Fatal enterovirus type-71 (EV71) cases are associated with
central nervous system infection characterized by inflammatory cell infiltration and activation,
cytokine overproduction, and neuronal cell death. Although EV71
antigen has been detected in neurons and glia, the molecular mechanisms underlying EV71-associated
neuroinflammation and neuronal cell death are not fully understood. Using cultured rodent neural cell models, we found that EV71
infection preferentially caused cell death in neurons but not brain-resident immune cells astrocytes and microglia. Neurons, astrocytes, and microglia responded to EV71
infection by releasing distinct profiles of
cytokines, including
nitric oxide (NO),
tumor necrosis factor-α (TNF-α),
interleukin (IL)-1β, regulated on activation normal T cell expressed and secreted (
RANTES), and
glutamate.

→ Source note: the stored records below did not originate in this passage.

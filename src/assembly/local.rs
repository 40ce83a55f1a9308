//! Element-local assembly of the mixed Darcy system.
use crate::block::BlockSizes;
use crate::connectivity::CellConnectivity;
use crate::dof_map::DofMap;
use crate::element::MixedElement;
use crate::functions::PointwiseField;
use crate::mesh::{BoundaryId, QuadMesh2d};
use crate::quadrature::tensor::quadrilateral_gauss;
use crate::quadrature::univariate::gauss;
use crate::quadrature::{QuadraturePair1d, QuadraturePair2d};
use crate::{DarcyError, Result};
use nalgebra::{DMatrixViewMut, DVectorViewMut, Matrix2};

mod values;

pub use values::*;

pub trait ElementConnectivityAssembler {
    fn num_elements(&self) -> usize;

    fn num_dofs(&self) -> usize;

    fn element_dof_count(&self, element_index: usize) -> usize;

    fn populate_element_dofs(&self, output: &mut [usize], element_index: usize);
}

impl ElementConnectivityAssembler for DofMap {
    fn num_elements(&self) -> usize {
        self.n_cells()
    }

    fn num_dofs(&self) -> usize {
        self.n_dofs()
    }

    fn element_dof_count(&self, _element_index: usize) -> usize {
        self.dofs_per_cell()
    }

    fn populate_element_dofs(&self, output: &mut [usize], element_index: usize) {
        output.copy_from_slice(self.cell_dofs(element_index));
    }
}

/// Assembles element matrices and load vectors of a block system.
pub trait ElementSystemAssembler: ElementConnectivityAssembler {
    /// Scratch data reused between elements.
    type Workspace;

    fn create_workspace(&self) -> Self::Workspace;

    fn block_sizes(&self) -> BlockSizes;

    /// Computes the element matrix and load vector of element `element_index`.
    ///
    /// The outputs must be square with size [`element_dof_count`] and are overwritten.
    ///
    /// [`element_dof_count`]: ElementConnectivityAssembler::element_dof_count
    fn assemble_element_system_into(
        &self,
        workspace: &mut Self::Workspace,
        element_index: usize,
        matrix: DMatrixViewMut<f64>,
        rhs: DVectorViewMut<f64>,
    ) -> Result<()>;
}

/// Workspace for [`DarcyElementAssembler`].
#[derive(Debug, Clone)]
pub struct DarcyElementWorkspace {
    cell_values: CellValues,
    face_values: FaceValues,
    source_values: Vec<f64>,
    k_inverse_values: Vec<Matrix2<f64>>,
    trace_values: Vec<f64>,
}

/// Element assembler for the dual mixed Darcy formulation
///
/// ```text
/// (1/lambda) (K^{-1} u, v) - (p, div v) - (div u, q) = (f, q) - <g, v.n>
/// ```
///
/// where the pressure trace `g` is imposed weakly on the faces with a given boundary id.
/// The inverse permeability need not be symmetric. The velocity mass block is exactly
/// symmetric on cells where all evaluated tensors are.
#[derive(Debug, Clone)]
pub struct DarcyElementAssembler<'a, Source, KInverse, Trace> {
    mesh: &'a QuadMesh2d<f64>,
    dof_map: &'a DofMap,
    element: &'a MixedElement,
    source: Source,
    k_inverse: KInverse,
    pressure_trace: Trace,
    lambda: f64,
    quadrature: QuadraturePair2d,
    face_quadrature: QuadraturePair1d,
    weak_faces: Vec<[bool; 4]>,
}

impl<'a, Source, KInverse, Trace> DarcyElementAssembler<'a, Source, KInverse, Trace>
where
    Source: PointwiseField<Value = f64>,
    KInverse: PointwiseField<Value = Matrix2<f64>>,
    Trace: PointwiseField<Value = f64>,
{
    /// Creates an assembler with the default quadrature (`k + 2` Gauss points per direction)
    /// and `lambda = 1`.
    ///
    /// The pressure trace is imposed on the faces tagged with `weak_pressure_boundary`.
    pub fn new(
        mesh: &'a QuadMesh2d<f64>,
        dof_map: &'a DofMap,
        element: &'a MixedElement,
        source: Source,
        k_inverse: KInverse,
        pressure_trace: Trace,
        weak_pressure_boundary: BoundaryId,
    ) -> Self {
        let n = element.degree() + 2;
        let mut weak_faces = vec![[false; 4]; mesh.connectivity().len()];
        for (_, cell, face, id) in mesh.find_boundary_faces_with_ids() {
            if id == weak_pressure_boundary {
                weak_faces[cell][face] = true;
            }
        }
        Self {
            mesh,
            dof_map,
            element,
            source,
            k_inverse,
            pressure_trace,
            lambda: 1.0,
            quadrature: quadrilateral_gauss(n),
            face_quadrature: gauss(n),
            weak_faces,
        }
    }

    /// Sets the scaling `lambda` of the velocity mass term.
    pub fn with_lambda(self, lambda: f64) -> Self {
        Self { lambda, ..self }
    }

    /// Uses `num_points` Gauss points per direction on cells and faces.
    ///
    /// # Errors
    ///
    /// Returns a configuration error unless the rule is exact for polynomials of degree
    /// `2 k + 2`, which requires at least `k + 2` points.
    pub fn with_quadrature_points_per_dim(self, num_points: usize) -> Result<Self> {
        let required = self.element.degree() + 2;
        if num_points < required {
            return Err(DarcyError::Configuration(format!(
                "{} quadrature points per direction are not enough for degree {}, at least {} are required",
                num_points,
                self.element.degree(),
                required
            )));
        }
        Ok(Self {
            quadrature: quadrilateral_gauss(num_points),
            face_quadrature: gauss(num_points),
            ..self
        })
    }

    pub fn num_weak_faces(&self) -> usize {
        self.weak_faces
            .iter()
            .map(|faces| faces.iter().filter(|&&weak| weak).count())
            .sum()
    }
}

impl<'a, Source, KInverse, Trace> ElementConnectivityAssembler for DarcyElementAssembler<'a, Source, KInverse, Trace> {
    fn num_elements(&self) -> usize {
        self.dof_map.num_elements()
    }

    fn num_dofs(&self) -> usize {
        self.dof_map.num_dofs()
    }

    fn element_dof_count(&self, element_index: usize) -> usize {
        self.dof_map.element_dof_count(element_index)
    }

    fn populate_element_dofs(&self, output: &mut [usize], element_index: usize) {
        self.dof_map.populate_element_dofs(output, element_index)
    }
}

impl<'a, Source, KInverse, Trace> ElementSystemAssembler for DarcyElementAssembler<'a, Source, KInverse, Trace>
where
    Source: PointwiseField<Value = f64>,
    KInverse: PointwiseField<Value = Matrix2<f64>>,
    Trace: PointwiseField<Value = f64>,
{
    type Workspace = DarcyElementWorkspace;

    fn create_workspace(&self) -> Self::Workspace {
        DarcyElementWorkspace {
            cell_values: CellValues::new(self.element, &self.quadrature),
            face_values: FaceValues::new(self.element, &self.face_quadrature),
            source_values: Vec::new(),
            k_inverse_values: Vec::new(),
            trace_values: Vec::new(),
        }
    }

    fn block_sizes(&self) -> BlockSizes {
        self.dof_map.block_sizes()
    }

    fn assemble_element_system_into(
        &self,
        workspace: &mut Self::Workspace,
        element_index: usize,
        mut matrix: DMatrixViewMut<f64>,
        mut rhs: DVectorViewMut<f64>,
    ) -> Result<()> {
        let n = self.element.n_dofs();
        let n_u = self.element.n_velocity_dofs();
        if matrix.nrows() != n || matrix.ncols() != n || rhs.len() != n {
            return Err(DarcyError::Assembly(format!(
                "element output has size {}x{} and {}, expected {}",
                matrix.nrows(),
                matrix.ncols(),
                rhs.len(),
                n
            )));
        }

        let cell = self
            .mesh
            .connectivity()
            .get(element_index)
            .and_then(|conn| conn.cell(self.mesh.vertices()))
            .ok_or_else(|| DarcyError::Assembly(format!("cell {} is not part of the mesh", element_index)))?;
        let orientations = self.dof_map.cell_orientations(element_index);

        let DarcyElementWorkspace {
            cell_values,
            face_values,
            source_values,
            k_inverse_values,
            trace_values,
        } = workspace;

        cell_values.reinit(&cell, orientations)?;
        let n_q = cell_values.n_quadrature_points();
        source_values.resize(n_q, 0.0);
        k_inverse_values.resize(n_q, Matrix2::zeros());
        self.source
            .value_list(cell_values.quadrature_points(), source_values)?;
        self.k_inverse
            .value_list(cell_values.quadrature_points(), k_inverse_values)?;

        matrix.fill(0.0);
        rhs.fill(0.0);

        // With a symmetric coefficient only the upper triangle of the velocity mass block is
        // integrated and then mirrored, which keeps the block exactly symmetric
        let symmetric_coefficient = k_inverse_values
            .iter()
            .all(|k_inverse| *k_inverse == k_inverse.transpose());

        for q in 0..n_q {
            let jxw = cell_values.jxw(q);
            let k_inverse = k_inverse_values[q] / self.lambda;

            for i in 0..n_u {
                // Row i tests with phi_i, so the entry is phi_i . (K^{-1} phi_j)
                let k_inverse_t_phi_i = k_inverse.transpose() * cell_values.velocity(i, q);
                let first_column = if symmetric_coefficient { i } else { 0 };
                for j in first_column..n_u {
                    matrix[(i, j)] += k_inverse_t_phi_i.dot(cell_values.velocity(j, q)) * jxw;
                }

                let div_i = cell_values.divergence(i, q);
                for j in n_u..n {
                    let b = -div_i * cell_values.pressure(j, q) * jxw;
                    matrix[(i, j)] += b;
                    matrix[(j, i)] += b;
                }
            }

            for i in n_u..n {
                rhs[i] += cell_values.pressure(i, q) * source_values[q] * jxw;
            }
        }

        if symmetric_coefficient {
            for i in 0..n_u {
                for j in 0..i {
                    matrix[(i, j)] = matrix[(j, i)];
                }
            }
        }

        for face in 0..self.element.faces_per_cell() {
            if !self.weak_faces[element_index][face] {
                continue;
            }
            face_values.reinit(&cell, face, orientations)?;
            let n_fq = face_values.n_quadrature_points();
            trace_values.resize(n_fq, 0.0);
            self.pressure_trace
                .value_list(face_values.quadrature_points(), trace_values)?;
            for q in 0..n_fq {
                let weight = trace_values[q] * face_values.jxw(q);
                let normal = face_values.normal(q);
                for i in 0..n_u {
                    rhs[i] -= face_values.velocity(i, q).dot(normal) * weight;
                }
            }
        }

        Ok(())
    }
}
//! Quadrature rules for finite element reference domains.
//!
//! All rules are defined on the reference interval `[-1, 1]` or the reference quadrilateral
//! `[-1, 1]^2`. A rule is a pair of weights and points, which keeps the crate free of any
//! linear algebra dependency.

use std::fmt;
use std::fmt::{Display, Formatter};

pub mod tensor;
pub mod univariate;

/// Library-wide error type.
#[derive(Debug, Clone, PartialEq)]
#[non_exhaustive]
pub enum Error {
    /// Indicates that a rule satisfying the given requirements is not available.
    NoRuleAvailable,
}

impl Display for Error {
    fn fmt(&self, f: &mut Formatter<'_>) -> fmt::Result {
        match self {
            Self::NoRuleAvailable => {
                write!(
                    f,
                    "There is no quadrature rule satisfying the requirements available"
                )
            }
        }
    }
}

impl std::error::Error for Error {}

/// A D-dimensional point.
pub type Point<const D: usize> = [f64; D];

/// A two-dimensional point.
pub type Point2 = Point<2>;

/// A D-dimensional rule.
pub type Rule<const D: usize> = (Vec<f64>, Vec<Point<D>>);

/// A one-dimensional quadrature rule.
pub type Rule1d = Rule<1>;

/// A two-dimensional quadrature rule.
pub type Rule2d = Rule<2>;

/// Approximates the integral of `f` over the reference domain of the rule.
pub fn integrate<const D: usize>(rule: &Rule<D>, f: impl Fn(&Point<D>) -> f64) -> f64 {
    let (weights, points) = rule;
    weights
        .iter()
        .zip(points)
        .map(|(w, x)| w * f(x))
        .sum()
}
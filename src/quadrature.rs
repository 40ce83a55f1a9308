//! Quadrature rules expressed with `nalgebra` points.
//!
//! The rules themselves are provided by the `darcy-quadrature` crate, this module converts
//! them into weight/point pairs that the assembly routines consume.
use nalgebra::{OPoint, Point1, Point2, U1, U2};

/// Errors returned by quadrature methods.
pub use darcy_quadrature::Error as QuadratureError;

pub mod tensor;
pub mod univariate;

pub type QuadraturePair<D> = (Vec<f64>, Vec<OPoint<f64, D>>);
pub type QuadraturePair1d = QuadraturePair<U1>;
pub type QuadraturePair2d = QuadraturePair<U2>;

/// A quadrature rule consisting of weights and points.
pub trait Quadrature<P> {
    fn weights(&self) -> &[f64];
    fn points(&self) -> &[P];

    fn num_points(&self) -> usize {
        self.weights().len()
    }

    /// Approximates the integral of the given function using this quadrature rule.
    fn integrate(&self, f: impl Fn(&P) -> f64) -> f64 {
        self.weights()
            .iter()
            .zip(self.points())
            .map(|(w, p)| w * f(p))
            .sum()
    }
}

impl<P> Quadrature<P> for (Vec<f64>, Vec<P>) {
    fn weights(&self) -> &[f64] {
        &self.0
    }

    fn points(&self) -> &[P] {
        &self.1
    }
}

pub fn convert_quadrature_rule_from_1d_f64(rule: darcy_quadrature::Rule1d) -> QuadraturePair1d {
    let (weights, points) = rule;
    let points = points.into_iter().map(|[x]| Point1::new(x)).collect();
    (weights, points)
}

pub fn convert_quadrature_rule_from_2d_f64(rule: darcy_quadrature::Rule2d) -> QuadraturePair2d {
    let (weights, points) = rule;
    let points = points.into_iter().map(|[x, y]| Point2::new(x, y)).collect();
    (weights, points)
}
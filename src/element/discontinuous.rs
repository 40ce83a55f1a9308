use crate::element::LagrangeBasis1d;
use nalgebra::Point2;

/// Discontinuous tensor-product Lagrange space `DGQ_k` on the reference quadrilateral,
/// with nodes at the Gauss points.
///
/// Shape function `i * (k + 1) + j` is `G_j(xi) G_i(eta)`.
#[derive(Debug, Clone, PartialEq)]
pub struct DiscontinuousQuad {
    degree: usize,
    basis: LagrangeBasis1d,
}

impl DiscontinuousQuad {
    pub fn new(degree: usize) -> Self {
        Self {
            degree,
            basis: LagrangeBasis1d::gauss(degree + 1),
        }
    }

    pub fn degree(&self) -> usize {
        self.degree
    }

    pub fn num_dofs(&self) -> usize {
        (self.degree + 1) * (self.degree + 1)
    }

    pub fn populate_values(&self, xi: &Point2<f64>, values: &mut [f64]) {
        assert_eq!(values.len(), self.num_dofs());
        let n = self.degree + 1;
        let mut values_x = vec![0.0; n];
        let mut values_y = vec![0.0; n];
        self.basis.populate_values(xi.x, &mut values_x);
        self.basis.populate_values(xi.y, &mut values_y);
        for (i, &gy) in values_y.iter().enumerate() {
            for (j, &gx) in values_x.iter().enumerate() {
                values[i * n + j] = gx * gy;
            }
        }
    }
}
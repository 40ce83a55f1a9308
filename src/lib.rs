//! Mixed finite element solver for steady Darcy flow.
//!
//! The velocity is discretized with Raviart-Thomas elements and the pressure with
//! discontinuous tensor-product Lagrange elements on quadrilateral meshes. The resulting
//! saddle-point system is assembled into a 2x2 block sparse matrix, solved with a sparse
//! direct solver, and the discrete solution can be compared against an analytic solution in
//! the L2 norm.
use std::fmt;
use std::fmt::{Display, Formatter};

pub mod assembly;
pub mod block;
pub mod connectivity;
pub mod dof_map;
pub mod element;
pub mod error;
pub mod functions;
pub mod io;
pub mod mesh;
pub mod problem;
pub mod quadrature;
pub mod solver;

pub extern crate nalgebra;
pub extern crate nalgebra_sparse;
pub extern crate vtkio;

/// Library-wide error type.
#[derive(Debug, Clone, PartialEq, Eq)]
#[non_exhaustive]
pub enum DarcyError {
    /// The problem is set up inconsistently, e.g. mesh and element dimensions disagree or
    /// boundary values are prescribed twice with different values.
    Configuration(String),
    /// Evaluation during assembly produced inconsistent data.
    Assembly(String),
    /// The linear solver failed to factor or solve the system.
    Solver(String),
}

impl Display for DarcyError {
    fn fmt(&self, f: &mut Formatter<'_>) -> fmt::Result {
        match self {
            Self::Configuration(msg) => write!(f, "configuration error: {}", msg),
            Self::Assembly(msg) => write!(f, "assembly error: {}", msg),
            Self::Solver(msg) => write!(f, "solver error: {}", msg),
        }
    }
}

impl std::error::Error for DarcyError {}

pub type Result<T> = std::result::Result<T, DarcyError>;
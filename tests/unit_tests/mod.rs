mod error;
mod functions;
mod io;
mod problem;
mod quadrature;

EV71
infection-induced neuronal cell death correlated well with the elevated production of NO, TNF-α, IL-1β, and
glutamate as well as activation of microglia. Exogenous addition studies further demonstrated the neurotoxic potential of NO, TNF-α, IL-1β, and
glutamate. EV71
infection-induced
cytokine expression was accompanied by activation of
protein tyrosine phosphorylation,
mitogen-activated protein kinases (MAPKs), and NF-κB. Intriguingly, EV71 susceptibility was accompanied by
infection-elevated neuronal human
scavenger receptor class B member 2 expression in cultured neural cells with age-dependent manner. Biochemical and pharmacological studies revealed that after EV71
infection, microglia and accompanied
cytokines play an active role in triggering bystander damage to neurons involving the
tyrosine kinase/MAPKs/NF-κB signaling cascade. These data suggest that bystander damage caused by activated glia particularly the microglia could be an alternative mechanism of EV71-associated neuronal cell death. However, its clinical importance and implication require further investigation.